- Sire: Verbatim
- Grandsire: Speak John
- Dam: Parrish Princess
- Damsire: Drone
- Sex: Filly
- Foaled: 1980
- Country: United States
- Colour: Gray
- Breeder: Parrish Hill Farm
- Owner: Paula J. Tucker
- Trainer: Neil D. Drysdale
- Record: 21: 17-2-1
- Earnings: $1,343,339

Major wins
- Gardenia Stakes (1982) Frizette Stakes (1982) Melaleuca Stakes (1982) Kentucky Oaks (1983) Ashland Stakes (1983) Vanity Invitational Handicap (1984) Spinster Stakes(1984) Clement L. Hirsch Handicap (1984) Breeders' Cup Distaff (1984)

Awards
- U.S. Champion Older Mare (1984)

Honours
- United States Racing Hall of Fame (1991) Calder Race Course Hall of Fame (1995) Princess Rooney Stakes at Gulfstream Park

= Princess Rooney =

American-bred Thoroughbred racehorse

Princess Rooney (March 22, 1980 – October 7, 2008) was an American Champion Thoroughbred racehorse who was the first winner of a Breeders' Cup race to be inducted into the U.S. Racing Hall of Fame.

==Racing career==
Racing at age two, Princess Rooney won all six of her starts that marked the beginnings of a three-year racing career in which she would finish out of the money only once. In 1983, at age three, she won five of her six races, including the Kentucky Oaks and finished second one time. At age four, Princess Rooney won five races then secured her first Eclipse Award as the United States' Champion Older Mare with a victory in the 1984 Breeders' Cup Distaff. Princess Rooney was owned throughout her racing career by Paula Tucker.

==Stud record==
Retired after her Breeder's Cup win, in 1985 Princess Rooney was in foal to leading sire Danzig when Texan George Aubin purchased her at the Keeneland Sales November auction for $5.5 million, at the time the third-highest amount ever paid for a broodmare. Princess Rooney turned out to be less than a success in breeding and ten years later was sold for $130,000 to the Gentry Brothers Farm near Lexington, Kentucky, in 1995. In 2004 she produced her last foal, House of Words. House of Words is a 2008 winner.

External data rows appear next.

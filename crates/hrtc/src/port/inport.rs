// SPDX-License-Identifier: Apache-2.0 OR MIT
// Copyright (c) 2025-2026 naskel.com

//! Typed input data port.

use super::base::{Port, PortBase};
use super::connector::{InPortConnector, InPortPullConnector, InPortPushConnector};
use super::dataflow::{self, DataflowType};
use super::listener::{ConnectorDataListener, ConnectorListener};
use super::{
    ConnectorInfo, ConnectorListeners, ConnectorProfile, DataPortStatus, PortService,
    CDR_INTERFACE, INPORT_REF_KEY,
};
use crate::cdr::{deserialize, CdrData};
use crate::error::RtcResult;
use parking_lot::{Mutex, RwLock};
use std::sync::{Arc, Weak};

/// Input port carrying values of `T`.
///
/// Reads come from the first connector; additional connectors only buffer.
pub struct InPort<T: CdrData> {
    base: PortBase,
    connectors: RwLock<Vec<Arc<dyn InPortConnector>>>,
    listeners: Arc<ConnectorListeners>,
    value: Mutex<T>,
}

impl<T: CdrData> InPort<T> {
    pub fn new(name: &str) -> Arc<Self> {
        Arc::new_cyclic(|weak: &Weak<Self>| {
            let this: Weak<dyn PortService> = weak.clone();
            let base = PortBase::new(name, this);
            base.set_property("port.port_type", "DataInPort");
            base.set_property("dataport.data_type", T::TYPE_NAME);
            base.set_property("dataport.dataflow_type", "push,pull");
            base.set_property("dataport.interface_type", CDR_INTERFACE);
            base.set_property("dataport.subscription_type", "flush,new,periodic");
            Self {
                base,
                connectors: RwLock::new(Vec::new()),
                listeners: Arc::new(ConnectorListeners::new()),
                value: Mutex::new(T::default()),
            }
        })
    }

    /// Read the next value.
    ///
    /// Without connectors this reports `PreconditionNotMet`. Payloads that do
    /// not decode as `T` report `PortError`.
    pub fn read(&self) -> Result<T, DataPortStatus> {
        let connector = self
            .connectors
            .read()
            .first()
            .cloned()
            .ok_or(DataPortStatus::PreconditionNotMet)?;
        let data = connector.read()?;
        let value: T = deserialize(&data).map_err(|e| {
            log::warn!("[InPort::read] {}: undecodable payload: {}", self.base.full_name(), e);
            DataPortStatus::PortError
        })?;
        *self.value.lock() = value.clone();
        Ok(value)
    }

    /// Last value returned by [`read`](Self::read).
    pub fn value(&self) -> T {
        self.value.lock().clone()
    }

    /// True when unread data is waiting in the first connector.
    pub fn is_new(&self) -> bool {
        self.connectors
            .read()
            .first()
            .is_some_and(|c| c.buffer().readable() > 0)
    }

    pub fn is_empty(&self) -> bool {
        !self.is_new()
    }

    pub fn connector_ids(&self) -> Vec<String> {
        self.connectors.read().iter().map(|c| c.id().to_string()).collect()
    }

    pub fn connector(&self, connector_id: &str) -> Option<Arc<dyn InPortConnector>> {
        self.connectors
            .read()
            .iter()
            .find(|c| c.id() == connector_id)
            .cloned()
    }

    pub fn add_connector_data_listener(&self, listener: Arc<dyn ConnectorDataListener>) {
        self.listeners.add_data_listener(listener);
    }

    pub fn remove_connector_data_listener(
        &self,
        listener: &Arc<dyn ConnectorDataListener>,
    ) -> bool {
        self.listeners.remove_data_listener(listener)
    }

    pub fn add_connector_listener(&self, listener: Arc<dyn ConnectorListener>) {
        self.listeners.add_listener(listener);
    }

    pub fn remove_connector_listener(&self, listener: &Arc<dyn ConnectorListener>) -> bool {
        self.listeners.remove_listener(listener)
    }

    fn add_connector(&self, connector: Arc<dyn InPortConnector>) {
        if self.base.is_active() {
            if let Err(e) = connector.activate() {
                log::error!("[InPort::add_connector] {}: activation failed: {}", connector.id(), e);
            }
        }
        self.connectors.write().push(connector);
    }
}

impl<T: CdrData> Port for InPort<T> {
    fn base(&self) -> &PortBase {
        &self.base
    }

    fn publish_interfaces(&self, profile: &mut ConnectorProfile) -> RtcResult<()> {
        if dataflow::check_profile(profile, T::TYPE_NAME)? != DataflowType::Push {
            return Ok(());
        }
        let connector = InPortPushConnector::new(
            ConnectorInfo::from(&*profile),
            self.base.broker()?,
            self.listeners.clone(),
        )?;
        profile
            .properties
            .set_property(INPORT_REF_KEY, &connector.provider_key().to_string());
        self.add_connector(Arc::new(connector));
        Ok(())
    }

    fn subscribe_interfaces(&self, profile: &ConnectorProfile) -> RtcResult<()> {
        if dataflow::dataflow_of(profile) != DataflowType::Pull {
            return Ok(());
        }
        let broker = self.base.broker()?;
        let connector = InPortPullConnector::new(
            ConnectorInfo::from(profile),
            &broker,
            self.listeners.clone(),
        )?;
        self.add_connector(Arc::new(connector));
        Ok(())
    }

    fn unsubscribe_interfaces(&self, profile: &ConnectorProfile) {
        let removed: Vec<_> = {
            let mut connectors = self.connectors.write();
            let (gone, kept) = connectors
                .drain(..)
                .partition(|c| c.id() == profile.connector_id);
            *connectors = kept;
            gone
        };
        for connector in removed {
            connector.disconnect();
        }
    }

    fn activate_connectors(&self) {
        for connector in self.connectors.read().iter() {
            if let Err(e) = connector.activate() {
                log::error!("[InPort::activate] {}: {}", connector.id(), e);
            }
        }
    }

    fn deactivate_connectors(&self) {
        for connector in self.connectors.read().iter() {
            connector.deactivate();
        }
    }
}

Princess Rooney was euthanized at Gentry Brothers Farm near Lexington October 7, 2008, due to complications of equine protozoal myeloencephalitis (EPM). She had been diagnosed with EPM at Rood & Riddle Equine Hospital August 1, 2008.

Two of Princess Rooney's daughters, Rooneys Princess and Rose Tiara, are broodmares at Gentry Brothers. Rooneys Princess' yearling is a Tale of the Cat colt, Rosa Tiara's yearling is a Lion Heart filly.

==Honors==
In 1991, Princess Rooney was inducted into the United States' National Museum of Racing and Hall of Fame.